De nombreux traitements potentiels pour les troubles neurologiques, notamment les troubles du spectre autistique, ont bien fonctionné chez les souris de laboratoire, mais ont ensuite déçu chez les humains. Ce qui aiderait, c'est une lecture objective et non invasive de l'efficacité du traitement, partagée chez les deux espèces. Dans une nouvelle étude en Communications naturellesune équipe de chercheurs du MIT soutenue par des collaborateurs aux États-Unis et au Royaume-Uni identifie un tel biomarqueur dans le syndrome du X fragile, la forme d'autisme héréditaire la plus courante.

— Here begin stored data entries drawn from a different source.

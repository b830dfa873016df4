use async_trait::async_trait;
use chrono::Utc;
use mongodb::{
    bson::{doc, Document},
    error::{ErrorKind, WriteFailure},
    options::{IndexOptions, ReturnDocument},
    Collection, IndexModel,
};

use crate::{
    db::Database,
    errors::{AppError, AppResult},
    models::domain::{
        ContentUnit, EvidenceRecord, GradingRecord, QuizItem, SummaryNote, WrongAnswerRecord,
    },
};

const DUPLICATE_KEY_CODE: i32 = 11000;

/// Every write the pipelines make. Each call persists complete records only.
#[async_trait]
pub trait PersistenceGateway: Send + Sync {
    /// Replaces the document's live summary set with `notes`.
    async fn save_summaries(&self, document_id: &str, notes: Vec<SummaryNote>) -> AppResult<()>;

    /// Appends quiz items; earlier sets for the document are kept.
    async fn save_quiz_items(&self, document_id: &str, items: Vec<QuizItem>) -> AppResult<()>;

    /// Stores the single grading result of an attempt item.
    async fn save_grading(&self, record: GradingRecord) -> AppResult<()>;

    /// Creates the record with `mistake_count = 1` or increments an existing one.
    async fn upsert_wrong_answer(
        &self,
        user_id: &str,
        attempt_item_id: &str,
    ) -> AppResult<WrongAnswerRecord>;

    async fn save_evidence(&self, record: EvidenceRecord) -> AppResult<()>;

    /// `fallback` marks text that is the untranslated original, to be retried.
    async fn save_translation(
        &self,
        content_id: &str,
        translated_text: &str,
        fallback: bool,
    ) -> AppResult<()>;
}

/// The writes a summary-set replacement is made of.
#[async_trait]
pub(crate) trait SummaryNoteStore: Send + Sync {
    async fn insert_notes(&self, notes: &[SummaryNote]) -> AppResult<()>;

    /// Deletes the document's notes whose id is in `ids`.
    async fn delete_notes(&self, document_id: &str, ids: &[String]) -> AppResult<u64>;

    /// Deletes the document's notes whose id is not in `ids`.
    async fn delete_notes_except(&self, document_id: &str, ids: &[String]) -> AppResult<u64>;
}

/// Swaps the document's summary set for `notes`.
///
/// The new set is written first and the old one removed after it. If either
/// step fails, every note of the new set is deleted again so the document
/// keeps its previous set and no partial one. Returns the superseded count.
pub(crate) async fn replace_summary_set<S>(
    store: &S,
    document_id: &str,
    notes: &[SummaryNote],
) -> AppResult<u64>
where
    S: SummaryNoteStore + ?Sized,
{
    let ids: Vec<String> = notes.iter().map(|n| n.id.clone()).collect();

    let committed = match store.insert_notes(notes).await {
        Ok(()) => store.delete_notes_except(document_id, &ids).await,
        Err(e) => Err(e),
    };

    match committed {
        Ok(removed) => Ok(removed),
        Err(e) => {
            match store.delete_notes(document_id, &ids).await {
                Ok(rolled_back) => log::warn!(
                    "Summary replacement for document {} failed, rolled back {} new notes: {}",
                    document_id,
                    rolled_back,
                    e
                ),
                Err(cleanup) => log::error!(
                    "Summary replacement for document {} failed and rollback failed: {} / {}",
                    document_id,
                    e,
                    cleanup
                ),
            }
            Err(e)
        }
    }
}

#[async_trait]
impl SummaryNoteStore for Collection<SummaryNote> {
    async fn insert_notes(&self, notes: &[SummaryNote]) -> AppResult<()> {
        if notes.is_empty() {
            return Ok(());
        }
        self.insert_many(notes).await?;
        Ok(())
    }

    async fn delete_notes(&self, document_id: &str, ids: &[String]) -> AppResult<u64> {
        let result = self
            .delete_many(doc! { "document_id": document_id, "id": { "$in": ids.to_vec() } })
            .await?;
        Ok(result.deleted_count)
    }

    async fn delete_notes_except(&self, document_id: &str, ids: &[String]) -> AppResult<u64> {
        let result = self
            .delete_many(doc! { "document_id": document_id, "id": { "$nin": ids.to_vec() } })
            .await?;
        Ok(result.deleted_count)
    }
}

fn is_duplicate_key(err: &mongodb::error::Error) -> bool {
    matches!(
        err.kind.as_ref(),
        ErrorKind::Write(WriteFailure::WriteError(write_error))
            if write_error.code == DUPLICATE_KEY_CODE
    )
}

pub struct MongoPersistenceGateway {
    summaries: Collection<SummaryNote>,
    quiz_items: Collection<QuizItem>,
    gradings: Collection<GradingRecord>,
    wrong_answers: Collection<WrongAnswerRecord>,
    evidence: Collection<EvidenceRecord>,
    content_units: Collection<ContentUnit>,
}

impl MongoPersistenceGateway {
    pub fn new(db: &Database) -> Self {
        Self {
            summaries: db.get_collection("summary_notes"),
            quiz_items: db.get_collection("quiz_items"),
            gradings: db.get_collection("grading_records"),
            wrong_answers: db.get_collection("wrong_answers"),
            evidence: db.get_collection("evidence_records"),
            content_units: db.get_collection("content_units"),
        }
    }

    pub async fn ensure_indexes(&self) -> AppResult<()> {
        log::info!("Creating indexes for pipeline output collections");

        let by_document = |name: &str| {
            IndexModel::builder()
                .keys(doc! { "document_id": 1 })
                .options(IndexOptions::builder().name(name.to_string()).build())
                .build()
        };
        let unique = |keys: Document, name: &str| {
            IndexModel::builder()
                .keys(keys)
                .options(
                    IndexOptions::builder()
                        .unique(true)
                        .name(name.to_string())
                        .build(),
                )
                .build()
        };

        self.summaries
            .create_index(by_document("summary_document"))
            .await?;
        self.quiz_items
            .create_index(by_document("quiz_item_document"))
            .await?;
        self.gradings
            .create_index(unique(doc! { "attempt_item_id": 1 }, "attempt_item_unique"))
            .await?;
        self.wrong_answers
            .create_index(unique(
                doc! { "user_id": 1, "attempt_item_id": 1 },
                "user_attempt_item_unique",
            ))
            .await?;
        self.evidence
            .create_index(unique(doc! { "attempt_item_id": 1 }, "attempt_item_unique"))
            .await?;

        log::info!("Successfully created indexes for pipeline output collections");
        Ok(())
    }
}

#[async_trait]
impl PersistenceGateway for MongoPersistenceGateway {
    async fn save_summaries(&self, document_id: &str, notes: Vec<SummaryNote>) -> AppResult<()> {
        let removed = replace_summary_set(&self.summaries, document_id, &notes).await?;
        log::debug!(
            "Replaced summaries for document {}: {} new, {} superseded",
            document_id,
            notes.len(),
            removed
        );
        Ok(())
    }

    async fn save_quiz_items(&self, document_id: &str, items: Vec<QuizItem>) -> AppResult<()> {
        if items.is_empty() {
            return Ok(());
        }
        self.quiz_items.insert_many(&items).await?;
        log::debug!("Saved {} quiz items for document {}", items.len(), document_id);
        Ok(())
    }

    async fn save_grading(&self, record: GradingRecord) -> AppResult<()> {
        match self.gradings.insert_one(&record).await {
            Ok(_) => Ok(()),
            Err(e) if is_duplicate_key(&e) => Err(AppError::AlreadyExists(format!(
                "Attempt item '{}' is already graded",
                record.attempt_item_id
            ))),
            Err(e) => Err(e.into()),
        }
    }

    async fn upsert_wrong_answer(
        &self,
        user_id: &str,
        attempt_item_id: &str,
    ) -> AppResult<WrongAnswerRecord> {
        let record = self
            .wrong_answers
            .find_one_and_update(
                doc! { "user_id": user_id, "attempt_item_id": attempt_item_id },
                doc! {
                    "$inc": { "mistake_count": 1_i64 },
                    "$set": { "last_wrong_at": Utc::now().to_rfc3339() },
                },
            )
            .upsert(true)
            .return_document(ReturnDocument::After)
            .await?;

        record.ok_or_else(|| {
            AppError::PersistenceFailure(format!(
                "Wrong-answer upsert returned nothing for attempt item '{}'",
                attempt_item_id
            ))
        })
    }

    async fn save_evidence(&self, record: EvidenceRecord) -> AppResult<()> {
        self.evidence
            .replace_one(doc! { "attempt_item_id": &record.attempt_item_id }, &record)
            .upsert(true)
            .await?;
        Ok(())
    }

    async fn save_translation(
        &self,
        content_id: &str,
        translated_text: &str,
        fallback: bool,
    ) -> AppResult<()> {
        let result = self
            .content_units
            .update_one(
                doc! { "id": content_id },
                doc! { "$set": {
                    "translated_text": translated_text,
                    "translation_fallback": fallback,
                } },
            )
            .await?;

        if result.matched_count == 0 {
            return Err(AppError::NotFound(format!(
                "Content unit '{}' not found",
                content_id
            )));
        }
        Ok(())
    }
}

#[cfg(test)]
mod tests {
    use super::*;
    use crate::models::domain::OrderRange;
    use std::sync::Mutex;

    /// Summary storage that can fail after a number of inserted notes, or on
    /// the superseded-notes delete.
    #[derive(Default)]
    struct FlakyNoteStore {
        notes: Mutex<Vec<SummaryNote>>,
        fail_after_inserts: Option<usize>,
        fail_superseded_delete: bool,
    }

    impl FlakyNoteStore {
        fn holding(notes: Vec<SummaryNote>) -> Self {
            Self {
                notes: Mutex::new(notes),
                ..Self::default()
            }
        }

        fn texts(&self) -> Vec<String> {
            let mut texts: Vec<String> = self
                .notes
                .lock()
                .expect("lock")
                .iter()
                .map(|n| n.text.clone())
                .collect();
            texts.sort();
            texts
        }
    }

    #[async_trait]
    impl SummaryNoteStore for FlakyNoteStore {
        async fn insert_notes(&self, notes: &[SummaryNote]) -> AppResult<()> {
            let mut stored = self.notes.lock().expect("lock");
            for (i, note) in notes.iter().enumerate() {
                if self.fail_after_inserts == Some(i) {
                    return Err(AppError::PersistenceFailure("write error".to_string()));
                }
                stored.push(note.clone());
            }
            Ok(())
        }

        async fn delete_notes(&self, document_id: &str, ids: &[String]) -> AppResult<u64> {
            let mut stored = self.notes.lock().expect("lock");
            let before = stored.len();
            stored.retain(|n| n.document_id != document_id || !ids.contains(&n.id));
            Ok((before - stored.len()) as u64)
        }

        async fn delete_notes_except(&self, document_id: &str, ids: &[String]) -> AppResult<u64> {
            if self.fail_superseded_delete {
                return Err(AppError::PersistenceFailure("delete failed".to_string()));
            }
            let mut stored = self.notes.lock().expect("lock");
            let before = stored.len();
            stored.retain(|n| n.document_id != document_id || ids.contains(&n.id));
            Ok((before - stored.len()) as u64)
        }
    }

    fn note(document_id: &str, text: &str) -> SummaryNote {
        SummaryNote::new_summary_note(document_id, "u-0", OrderRange { first: 0, last: 9 }, text)
    }

    fn old_set() -> Vec<SummaryNote> {
        vec![note("doc-1", "old a"), note("doc-1", "old b"), note("doc-2", "other")]
    }

    fn new_set() -> Vec<SummaryNote> {
        vec![note("doc-1", "new a"), note("doc-1", "new b"), note("doc-1", "new c")]
    }

    #[actix_web::test]
    async fn replace_summary_set_swaps_only_the_document() {
        let store = FlakyNoteStore::holding(old_set());

        let removed = replace_summary_set(&store, "doc-1", &new_set())
            .await
            .expect("replace should succeed");

        assert_eq!(removed, 2);
        assert_eq!(store.texts(), vec!["new a", "new b", "new c", "other"]);
    }

    #[actix_web::test]
    async fn partial_insert_is_rolled_back() {
        let store = FlakyNoteStore {
            fail_after_inserts: Some(1),
            ..FlakyNoteStore::holding(old_set())
        };

        let result = replace_summary_set(&store, "doc-1", &new_set()).await;

        assert!(matches!(result, Err(AppError::PersistenceFailure(_))));
        assert_eq!(store.texts(), vec!["old a", "old b", "other"]);
    }

    #[actix_web::test]
    async fn failed_superseded_delete_keeps_previous_set() {
        let store = FlakyNoteStore {
            fail_superseded_delete: true,
            ..FlakyNoteStore::holding(old_set())
        };

        let result = replace_summary_set(&store, "doc-1", &new_set()).await;

        assert!(matches!(result, Err(AppError::PersistenceFailure(_))));
        assert_eq!(store.texts(), vec!["old a", "old b", "other"]);
    }

    #[test]
    fn gateway_trait_objects_are_shareable() {
        fn assert_send_sync<T: Send + Sync + ?Sized>() {}
        assert_send_sync::<dyn PersistenceGateway>();
        assert_send_sync::<MongoPersistenceGateway>();
    }
}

Dirigée par le postdoc Sara Kornfeld-Sylla et le professeur Mark Bear de Picower, l'équipe a mesuré les ondes cérébrales de garçons et d'hommes humains, avec ou sans syndrome du X fragile, et de souris mâles d'âge comparable, avec ou sans l'altération génétique qui modélise le trouble. L'approche nouvelle utilisée par Kornfeld-Sylla pour l'analyse lui a permis de découvrir des modèles spécifiques et robustes de différences dans les ondes cérébrales basse fréquence entre les cerveaux X typiques et fragiles partagés entre les espèces à chaque tranche d'âge. Dans d'autres expériences, les chercheurs ont associé les ondes cérébrales à une activité neuronale inhibitrice spécifique chez les souris et ont montré que le biomarqueur était capable d'indiquer les effets même de doses uniques d'un traitement candidat pour l'X fragile appelé arbaclofène, qui améliore l'inhibition dans le cerveau.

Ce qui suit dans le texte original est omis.